What you should do: Would you please transcribe, exactly as written, the lines of the entries below starting at the one that holds "use super::Config;" and ending at the one that holds "user config directory", both included?

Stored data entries
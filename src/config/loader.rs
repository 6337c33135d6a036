use std::path::{Path, PathBuf};

use super::Config;
use super::filesystem::{FileSystem, RealFileSystem};
use crate::error::{PlotlyLightError, Result};

pub const LOCAL_CONFIG_NAME: &str = ".plotly-light.toml";
const USER_CONFIG_NAME: &str = "config.toml";

/// A loaded configuration and the file it came from.
#[derive(Debug, Clone, Default, PartialEq)]
pub struct LoadResult {
    pub config: Config,
    /// `None` when no configuration file was found.
    pub path: Option<PathBuf>,
}

/// Loads configuration from the filesystem.
///
/// Search order:
/// 1. `.plotly-light.toml` in the current directory or its nearest ancestor
/// 2. `config.toml` in the platform-specific user config directory
/// 3. `Config::default()` if neither exists
#[derive(Debug, Default)]
pub struct FileConfigLoader<F: FileSystem = RealFileSystem> {
    fs: F,
}

impl FileConfigLoader<RealFileSystem> {
    #[must_use]
    pub const fn new() -> Self {
        Self { fs: RealFileSystem }
    }
}

impl<F: FileSystem> FileConfigLoader<F> {
    #[must_use]
    pub const fn with_fs(fs: F) -> Self {
        Self { fs }
    }

    fn local_config_path(&self) -> Option<PathBuf> {
        let cwd = self.fs.current_dir().ok()?;
        cwd.ancestors()
            .map(|dir| dir.join(LOCAL_CONFIG_NAME))
            .find(|path| self.fs.exists(path))
    }

    fn user_config_path(&self) -> Option<PathBuf> {
        self.fs
            .config_dir()
            .map(|dir| dir.join(USER_CONFIG_NAME))
            .filter(|path| self.fs.exists(path))
    }

    fn parse_config(content: &str, path: &Path) -> Result<Config> {
        toml::from_str(content).map_err(|err| {
            PlotlyLightError::Config(format!("{}: {}", path.display(), err.message()))
        })
    }

    /// Load the first configuration file found.
    ///
    /// # Errors
    /// Returns an error if the file cannot be read or parsed.
    pub fn load(&self) -> Result<LoadResult> {
        match self.local_config_path().or_else(|| self.user_config_path()) {
            Some(path) => self.load_from_path(&path),
            None => Ok(LoadResult::default()),
        }
    }

    /// Load configuration from a specific path.
    ///
    /// # Errors
    /// Returns an error if the file cannot be read or parsed.
    pub fn load_from_path(&self, path: &Path) -> Result<LoadResult> {
        let content = self
            .fs
            .read_to_string(path)
            .map_err(|source| PlotlyLightError::FileRead {
                path: path.to_path_buf(),
                source,
            })?;
        let config = Self::parse_config(&content, path)?;
        tracing::debug!(path = %path.display(), "loaded configuration");
        Ok(LoadResult {
            config,
            path: Some(path.to_path_buf()),
        })
    }
}

#[cfg(test)]
#[path = "loader_tests/mod.rs"]
mod tests;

Written solution:
use super::Config;
use super::filesystem::{FileSystem, RealFileSystem};
use crate::error::{PlotlyLightError, Result};

pub const LOCAL_CONFIG_NAME: &str = ".plotly-light.toml";
const USER_CONFIG_NAME: &str = "config.toml";

/// A loaded configuration and the file it came from.
#[derive(Debug, Clone, Default, PartialEq)]
pub struct LoadResult {
    pub config: Config,
    /// `None` when no configuration file was found.
    pub path: Option<PathBuf>,
}

/// Loads configuration from the filesystem.
///
/// Search order:
/// 1. `.plotly-light.toml` in the current directory or its nearest ancestor
/// 2. `config.toml` in the platform-specific user config directory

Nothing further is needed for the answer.